The good news for the Dallas Stars is that if the Western Conference finals get to a Game 7, they have the NHL’s master of Game 7s behind their bench.
The bad news is that they need to get to Game 7 for that to matter. And after going down 2-1 in the series to the Edmonton Oilers via a 6-1 loss in Game 3, another defeat could make that difficult.
Can they punch back in Game 4 to knot the matchup at 2-2 heading back home to Dallas for Game 5?
Here are notes on the matchup from ESPN Research, as well as betting intel from ESPN BET:
Following the Oilers’ win in Game 3, ESPN BET has adjusted the series winner odds to Oilers -375 (previously -140) and Stars +280 (previously +120). The Oilers’ Cup winner odds are now +140, while the Stars’ are +700. Connor McDavid is atop the Conn Smythe odds leaderboard at +175.
The Oilers are now 10-2 in their past 12 games, after losing the first two games of the first round vs. the Los Angeles Kings, and are 20-3 at home in the playoffs since 2017 when leading after two periods.

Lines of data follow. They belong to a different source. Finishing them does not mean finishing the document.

//! Superframe slot schedule
//!
//! Slot 0 carries the beacon, slot 1 is the contention (join) slot and the
//! remaining slots are data slots assigned from admitted allocations. The
//! coordinator rebuilds the schedule at a superframe boundary only when the
//! allocation changed, otherwise it is carried forward with the epoch
//! advanced. Members adopt the schedule carried in each beacon.

use log::{trace, warn};

use crate::codec::Malformed;
use crate::codec::mgmt::Beacon;
use crate::config::{Config, BEACON_SLOT, CONTENTION_SLOT};
use crate::node::Address;
use crate::qos::{Allocation, QosClass};

#[derive(Debug, Clone, Copy, PartialEq, Eq)]
pub enum SlotOwner {
    Beacon,
    Contention,
    Node(Address),
    Free,
}

#[derive(Debug, Clone, PartialEq)]
pub struct Slot {
    pub index: u8,
    pub duration_us: u32,
    pub owner: SlotOwner,
    pub class: QosClass,
}

#[derive(Debug, Clone, PartialEq)]
pub struct SuperframeSchedule {
    /// Beacon sequence number this schedule was published with
    pub epoch: u16,
    pub superframe_us: u32,
    pub slot_us: u32,
    pub guard_us: u32,
    slots: Vec<Slot>,
}

impl SuperframeSchedule {
    /// Empty schedule with all data slots free
    pub fn new(config: &Config) -> Self {
        let n = config.slots_per_superframe().min(u8::MAX as u64) as u8;

        Self::with_owners(0, config.superframe_us, config.slot_us, config.guard_us, (0..n).map(|i| match i {
            BEACON_SLOT => (SlotOwner::Beacon, QosClass::Emergency),
            CONTENTION_SLOT => (SlotOwner::Contention, QosClass::Data),
            _ => (SlotOwner::Free, QosClass::Data),
        }))
    }

    fn with_owners(epoch: u16, superframe_us: u32, slot_us: u32, guard_us: u32, owners: impl Iterator<Item=(SlotOwner, QosClass)>) -> Self {
        let slots = owners.enumerate()
            .map(|(i, (owner, class))| Slot{ index: i as u8, duration_us: slot_us, owner, class })
            .collect();

        Self{ epoch, superframe_us, slot_us, guard_us, slots }
    }

    /// Build the next schedule from the committed allocations
    ///
    /// Allocations keep the slot positions they held previously where
    /// possible, remaining slots are assigned in priority then admission order.
    pub fn build(&self, allocations: &[Allocation]) -> Self {
        let mut next = self.clone();
        next.epoch = self.epoch.wrapping_add(1);

        let mut remaining: Vec<_> = allocations.iter()
            .map(|a| (a, a.slots as usize))
            .collect();
        remaining.sort_by_key(|(a, _)| (a.class, a.order));

        for s in next.slots.iter_mut().filter(|s| s.index > CONTENTION_SLOT) {
            let keep = match s.owner {
                SlotOwner::Node(n) => remaining.iter_mut()
                    .find(|(a, r)| a.node == n && a.class == s.class && *r > 0),
                _ => None,
            };

            match keep {
                Some((_, r)) => *r -= 1,
                None => {
                    s.owner = SlotOwner::Free;
                    s.class = QosClass::Data;
                },
            }
        }

        for (a, r) in remaining.iter_mut() {
            while *r > 0 {
                match next.slots.iter_mut().find(|s| s.owner == SlotOwner::Free) {
                    Some(s) => {
                        s.owner = SlotOwner::Node(a.node);
                        s.class = a.class;
                        *r -= 1;
                    },
                    None => {
                        warn!("Schedule full, dropping {} slots for {} ({})", r, a.node, a.class);
                        *r = 0;
                    },
                }
            }
        }

        trace!("Built schedule epoch {}: {} assigned", next.epoch, next.assigned().count());

        next
    }

    /// Carry the schedule forward to the next superframe
    pub fn advance(&mut self) {
        self.epoch = self.epoch.wrapping_add(1);
    }

    pub fn slots(&self) -> &[Slot] {
        &self.slots
    }

    pub fn slot(&self, index: u8) -> Option<&Slot> {
        self.slots.get(index as usize)
    }

    pub fn len(&self) -> usize {
        self.slots.len()
    }

    pub fn is_empty(&self) -> bool {
        self.slots.is_empty()
    }

    /// Data slots currently assigned to a node
    pub fn assigned(&self) -> impl Iterator<Item=&Slot> {
        self.slots.iter().filter(|s| matches!(s.owner, SlotOwner::Node(_)))
    }

    pub fn owned_by(&self, node: Address) -> impl Iterator<Item=&Slot> {
        self.slots.iter().filter(move |s| s.owner == SlotOwner::Node(node))
    }

    /// Total duration of assigned data slots
    pub fn assigned_us(&self) -> u64 {
        self.assigned().map(|s| s.duration_us as u64).sum()
    }

    /// Beacon and contention slots plus guard times
    pub fn overhead_us(&self) -> u64 {
        let fixed: u64 = self.slots.iter()
            .filter(|s| matches!(s.owner, SlotOwner::Beacon | SlotOwner::Contention))
            .map(|s| s.duration_us as u64)
            .sum();

        fixed + self.guard_us as u64 * self.slots.len() as u64
    }

    /// Check the slot layout and that assigned slots fit the superframe
    pub fn validate(&self) -> Result<(), Malformed> {
        if self.slots.len() <= CONTENTION_SLOT as usize {
            return Err(Malformed::Content);
        }

        for (i, s) in self.slots.iter().enumerate() {
            let expected = match i as u8 {
                BEACON_SLOT => s.owner == SlotOwner::Beacon,
                CONTENTION_SLOT => s.owner == SlotOwner::Contention,
                _ => !matches!(s.owner, SlotOwner::Beacon | SlotOwner::Contention),
            };
            if s.index as usize != i || !expected {
                return Err(Malformed::Content);
            }
        }

        if self.assigned_us() + self.overhead_us() > self.superframe_us as u64 {
            return Err(Malformed::Content);
        }

        Ok(())
    }

    /// Beacon advertising this schedule
    pub fn to_beacon(&self, network_id: u16, timestamp_us: u64) -> Beacon {
        Beacon {
            network_id,
            epoch: self.epoch,
            timestamp_us,
            slot_us: self.slot_us,
            guard_us: self.guard_us.min(u16::MAX as u32) as u16,
            slots: self.slots.iter().map(|s| (s.owner, s.class)).collect(),
        }
    }

    /// Schedule advertised by a received beacon
    pub fn from_beacon(beacon: &Beacon, superframe_us: u32) -> Result<Self, Malformed> {
        let s = Self::with_owners(beacon.epoch, superframe_us, beacon.slot_us, beacon.guard_us as u32, beacon.slots.iter().copied());
        s.validate()?;
        Ok(s)
    }
}

#[cfg(test)]
mod test {
    use proptest::prelude::*;

    use super::*;
    use crate::qos::{Admission, QosConfig};

    fn alloc(node: u64, class: QosClass, slots: u8, order: u64) -> Allocation {
        Allocation{ node: Address(node), class, slots, order }
    }

    #[test]
    fn default_layout() {
        let s = SuperframeSchedule::new(&Config::default());

        assert_eq!(s.len(), 19);
        assert_eq!(s.slot(0).map(|s| s.owner), Some(SlotOwner::Beacon));
        assert_eq!(s.slot(1).map(|s| s.owner), Some(SlotOwner::Contention));
        assert_eq!(s.assigned().count(), 0);
        assert_eq!(s.overhead_us(), 2 * 5_000 + 19 * 100);
        assert_eq!(s.validate(), Ok(()));
    }

    #[test]
    fn build_priority_order() {
        let s = SuperframeSchedule::new(&Config::default());

        let n = s.build(&[
            alloc(0xb, QosClass::Data, 2, 1),
            alloc(0xa, QosClass::Emergency, 1, 2),
        ]);

        assert_eq!(n.epoch, 1);
        assert_eq!(n.slot(2).map(|s| (s.owner, s.class)), Some((SlotOwner::Node(Address(0xa)), QosClass::Emergency)));
        assert_eq!(n.owned_by(Address(0xb)).map(|s| s.index).collect::<Vec<_>>(), vec![3, 4]);
        assert_eq!(n.validate(), Ok(()));
    }

    #[test]
    fn build_keeps_positions() {
        let s = SuperframeSchedule::new(&Config::default());
        let n = s.build(&[
            alloc(0xb, QosClass::Data, 1, 1),
            alloc(0xc, QosClass::Data, 1, 2),
        ]);
        assert_eq!(n.owned_by(Address(0xc)).next().map(|s| s.index), Some(3));

        // A new higher priority allocation takes a free slot, not an existing one
        let n = n.build(&[
            alloc(0xc, QosClass::Data, 1, 2),
            alloc(0xa, QosClass::Voice, 1, 3),
        ]);
        assert_eq!(n.owned_by(Address(0xc)).next().map(|s| s.index), Some(3));
        assert_eq!(n.owned_by(Address(0xa)).next().map(|s| s.index), Some(2));
        assert_eq!(n.owned_by(Address(0xb)).count(), 0);
    }

    #[test]
    fn beacon_schedule() {
        let s = SuperframeSchedule::new(&Config::default())
            .build(&[alloc(0xa, QosClass::Video, 3, 1)]);

        let b = s.to_beacon(0x0100, 42);
        assert_eq!(b.slots.len(), 19);
        assert_eq!(SuperframeSchedule::from_beacon(&b, 100_000), Ok(s));

        let mut bad = b.clone();
        bad.slots[1].0 = SlotOwner::Free;
        assert_eq!(SuperframeSchedule::from_beacon(&bad, 100_000), Err(Malformed::Content));

        // Does not fit a shorter superframe
        assert_eq!(SuperframeSchedule::from_beacon(&b, 20_000), Err(Malformed::Content));
    }

    proptest! {
        /// Any admitted allocation set fits the superframe
        #[test]
        fn schedule_fits(
            slot_us in 500u32..20_000,
            guard_us in 0u32..1_000,
            superframe_us in 10_000u32..400_000,
            requests in prop::collection::vec((1u64..16, 0u8..4, 1u32..40_000), 0..32),
        ) {
            let config = Config{ superframe_us, beacon_interval_us: superframe_us, slot_us, guard_us, ..Default::default() };
            prop_assume!(config.validate().is_ok());

            let mut admission = Admission::new(QosConfig::default(), config.data_slots(), slot_us);
            let mut s = SuperframeSchedule::new(&config);

            for (node, class, duration) in requests {
                let class = QosClass::try_from(class).unwrap();
                let _ = admission.request_slot(Address(node), class, duration);

                if admission.commit() {
                    s = s.build(admission.allocations());
                }

                prop_assert_eq!(s.validate(), Ok(()));
                prop_assert_eq!(s.assigned().count(), admission.allocations().iter().map(|a| a.slots as usize).sum::<usize>());
            }
        }
    }
}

The Stars lost consecutive games for the first time in the 2025 playoffs, and have one goal total in their past three road games (Games 2 and 5 of the second round against the Winnipeg Jets and Game 3 against Edmonton).
McDavid powered the Oilers to a Game 3 win with his 44th multipoint and sixth multigoal game of his playoff career. McDavid has as many playoff games with multiple points (44) as he does with no points (20) or one point (24).
Teammate Evan Bouchard opened the scoring with his sixth goal this postseason, tying Leon Draisaitl for the team lead. Bouchard is the first defenseman with six goals in consecutive postseasons since Rob Blake in 2001 and 2002. Bouchard also recorded an assist, marking his 24th career multipoint playoff game, which extended his record for defensemen in a four-postseason span.
Stuart Skinner was remarkable in goal once again, stopping 33 of 34 shots to earn his fourth win this postseason. It was his first win of these playoffs that didn’t end in a shutout, as the Stars’ goal with 4:25 left in the second period ended Skinner’s shutout streak at 99 minutes, 33 seconds. With the win, Skinner tied Andy Moog for the third-most playoff wins by a goaltender in Oilers history (23); Bill Ranford is next on the list at 25, and Grant Fuhr is well ahead at No. 1 with 74.
Dallas’ Mikko Rantanen recorded an assist on the goal from Jason Robertson, but has gone without a goal in his past six games. In his previous six games before the drought, he scored nine goals, which remains tied for the NHL lead this postseason.
Jake Oettinger allowed six goals in the loss, tied for the most in a playoff game in his career; the previous occasion was Game 6 of the 2023 Western Conference finals against the Vegas Golden Knights.